When you hear yourself say, "I'm fat," ask yourself what you are feeling fat about--your work, your children, your friendships, something you did or didn't say. Think of feeling fat as a metaphor that describes just about anything uncomfortable.
Pay close attention to the point at which your focus moves from how good the food tastes to the urgency or desire to eat all you can while you can. The shift usually occurs after you've had enough and before all the food is gone... If you were told you could have food again anytime you wanted it, would you still be eating it?
Eat sitting down.
Practice asking [for what you need]. When you ask, the very worst that could happen is that someone will say no. And that's painful. But something takes place in the asking that lasts even longer than pain: a confirmation of your self-worth. When you ask, you have decided that you are good enough to ask.

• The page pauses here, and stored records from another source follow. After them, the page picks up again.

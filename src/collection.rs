use log::warn;
use serde::de::DeserializeOwned;
use serde::Serialize;

use crate::model::Identified;
use crate::store::Store;

/// An entity list synchronized with one storage slot. Loading a missing or
/// unreadable slot falls back to the seed; every save rewrites the slot in
/// full, preserving list order.
pub struct PersistedCollection<T> {
    key: &'static str,
    items: Vec<T>,
    used_fallback: bool,
}

impl<T> PersistedCollection<T>
where
    T: Serialize + DeserializeOwned + Identified,
{
    pub fn load(
        store: &Store,
        key: &'static str,
        seed: impl FnOnce() -> Vec<T>,
    ) -> anyhow::Result<Self> {
        let (items, used_fallback) = match store.get(key)? {
            Some(raw) => match serde_json::from_str::<Vec<T>>(&raw) {
                Ok(items) => (items, false),
                Err(e) => {
                    warn!("slot {} is unreadable ({}), reseeding", key, e);
                    (seed(), true)
                }
            },
            None => (seed(), true),
        };
        Ok(PersistedCollection {
            key,
            items,
            used_fallback,
        })
    }

    /// True when the slot was absent or unparsable and the seed was used.
    pub fn used_fallback(&self) -> bool {
        self.used_fallback
    }

    pub fn list(&self) -> &[T] {
        &self.items
    }

    pub fn len(&self) -> usize {
        self.items.len()
    }

    pub fn is_empty(&self) -> bool {
        self.items.is_empty()
    }

    pub fn find(&self, id: &str) -> Option<&T> {
        self.items.iter().find(|item| item.id() == id)
    }

    pub fn push(&mut self, item: T) {
        self.items.push(item);
    }

    /// Newest-first collections (assignments) prepend instead.
    pub fn push_front(&mut self, item: T) {
        self.items.insert(0, item);
    }

    /// Applies `patch` to the matching item. Returns false when no item
    /// carries the id; the list is untouched in that case.
    pub fn update(&mut self, id: &str, patch: impl FnOnce(&mut T)) -> bool {
        match self.items.iter_mut().find(|item| item.id() == id) {
            Some(item) => {
                patch(item);
                true
            }
            None => false,
        }
    }

    /// Fallible counterpart of `update` for guarded transitions: the patch
    /// result is handed back and the item stays modified only on Ok (the
    /// guards themselves leave the entity untouched on Err).
    pub fn try_update<E>(
        &mut self,
        id: &str,
        patch: impl FnOnce(&mut T) -> Result<(), E>,
    ) -> Option<Result<(), E>> {
        self.items
            .iter_mut()
            .find(|item| item.id() == id)
            .map(patch)
    }

    pub fn remove(&mut self, id: &str) -> Option<T> {
        let idx = self.items.iter().position(|item| item.id() == id)?;
        Some(self.items.remove(idx))
    }

    pub fn retain(&mut self, keep: impl FnMut(&T) -> bool) {
        self.items.retain(keep);
    }

    pub fn save(&self, store: &Store) -> anyhow::Result<()> {
        store.put(self.key, &serde_json::to_string(&self.items)?)?;
        Ok(())
    }

    /// Serialized form for a transactional multi-slot flush via
    /// `Store::put_many`.
    pub fn staged(&self) -> anyhow::Result<(&'static str, String)> {
        Ok((self.key, serde_json::to_string(&self.items)?))
    }
}

#[cfg(test)]
mod tests {
    use super::*;
    use crate::model::Notification;
    use crate::model::NotificationKind;
    use crate::store::NOTIFICATIONS_KEY;
    use std::path::PathBuf;
    use std::time::{SystemTime, UNIX_EPOCH};

    fn temp_workspace(prefix: &str) -> PathBuf {
        let p = std::env::temp_dir().join(format!(
            "{}-{}",
            prefix,
            SystemTime::now()
                .duration_since(UNIX_EPOCH)
                .expect("clock")
                .as_nanos()
        ));
        std::fs::create_dir_all(&p).expect("create temp dir");
        p
    }

    fn seed() -> Vec<Notification> {
        vec![
            Notification {
                id: "n1".into(),
                kind: NotificationKind::Info,
                message: "새 공지".into(),
                date: "2024-05-01T09:00:00Z".into(),
                read: false,
            },
            Notification {
                id: "n2".into(),
                kind: NotificationKind::Success,
                message: "채점 완료".into(),
                date: "2024-05-02T09:00:00Z".into(),
                read: true,
            },
        ]
    }

    #[test]
    fn load_save_round_trip_preserves_order() {
        let ws = temp_workspace("musead-coll-roundtrip");
        let store = Store::open(&ws).expect("open");

        let mut coll =
            PersistedCollection::load(&store, NOTIFICATIONS_KEY, seed).expect("load");
        assert!(coll.used_fallback());
        coll.update("n1", |n| n.read = true);
        coll.save(&store).expect("save");

        let again =
            PersistedCollection::<Notification>::load(&store, NOTIFICATIONS_KEY, Vec::new)
                .expect("reload");
        assert!(!again.used_fallback());
        let ids: Vec<&str> = again.list().iter().map(|n| n.id()).collect();
        assert_eq!(ids, vec!["n1", "n2"]);
        assert!(again.list().iter().all(|n| n.read));
        let _ = std::fs::remove_dir_all(ws);
    }

    #[test]
    fn corrupt_slot_fails_open_to_seed() {
        let ws = temp_workspace("musead-coll-corrupt");
        let store = Store::open(&ws).expect("open");
        store
            .put(NOTIFICATIONS_KEY, "{not json at all")
            .expect("corrupt");

        let coll =
            PersistedCollection::load(&store, NOTIFICATIONS_KEY, seed).expect("load");
        assert!(coll.used_fallback());
        assert_eq!(coll.len(), 2);
        let _ = std::fs::remove_dir_all(ws);
    }

    #[test]
    fn update_missing_id_leaves_list_alone() {
        let ws = temp_workspace("musead-coll-missing");
        let store = Store::open(&ws).expect("open");
        let mut coll =
            PersistedCollection::load(&store, NOTIFICATIONS_KEY, seed).expect("load");
        assert!(!coll.update("nope", |n| n.read = true));
        assert!(coll.remove("nope").is_none());
        assert_eq!(coll.len(), 2);
        let _ = std::fs::remove_dir_all(ws);
    }
}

Here's a video clip of Roth touting her new book. In fact, it sounds a lot like the old one from 25 years ago. It will be interesting to read if she's hit upon any new or useful insights.
Wednesday, May 19, 2010
Mr. Rabbit, Mr. Rabbit
Last night it was getting late and I was all set to turn off my CD player and turn in when this song, sung here by folk singer Bill Staines, stopped me in my tracks. The talking rabbit tickled my whimsy. The bouncy tune perked me up. But it was the matter-of-fact, unapologetic truth of the chorus that stirred something deep in me that I didn't have any idea needed stirring until that moment. Shine, shine. So what if your ears are too wide or too long or your coat is too grey. Every little soul's gonna shine, shine.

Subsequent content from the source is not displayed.